Skip to content
Sagan

Paper

State Representation and Termination for Recursive Reasoning Systems

Unreadunread

AI summary

This paper tackles two design questions for recursive reasoning systems (systems that alternate between gathering evidence and refining understanding): how to represent the evolving state and when to stop iterating. The authors propose an epistemic state graph encoding claims, evidence, open questions, and confidence weights, and introduce the "order-gap"—the difference between expand-then-consolidate versus consolidate-then-expand. A small order-gap suggests the two orders agree and further iteration won't help.
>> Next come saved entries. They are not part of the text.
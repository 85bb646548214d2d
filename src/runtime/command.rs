#[derive(Debug, Clone, Copy, PartialEq, Eq)]
pub enum Command {
    Exit,
    Next,
    Prev,
    GoTo(usize),
    /// Advances on non-final steps, finishes on the final one.
    Submit,
    Tick,
    Noop,
}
They provide a necessary and sufficient condition for the linearized order-gap to be informative (non-degenerate) near a fixed point, and sketch applications to agent loops, tree-of-thought, theorem proving, and continual learning.

Main takeaways:

  • Recursive reasoning systems need a state representation (epistemic state graph) and a stopping criterion (order-gap).
  • The order-gap measures whether expand-then-consolidate ≈ consolidate-then-expand; small gap means stop iterating.
  • A formal condition tells you when the order-gap is informative versus algebraically vacuous near the fixed point (local, not global).
  • Framework applies to agent loops, tree-of-thought reasoning, theorem proving, and continual learning.
  • Addresses the "when to stop" problem in iterative reasoning without relying on heuristics or fixed iteration counts.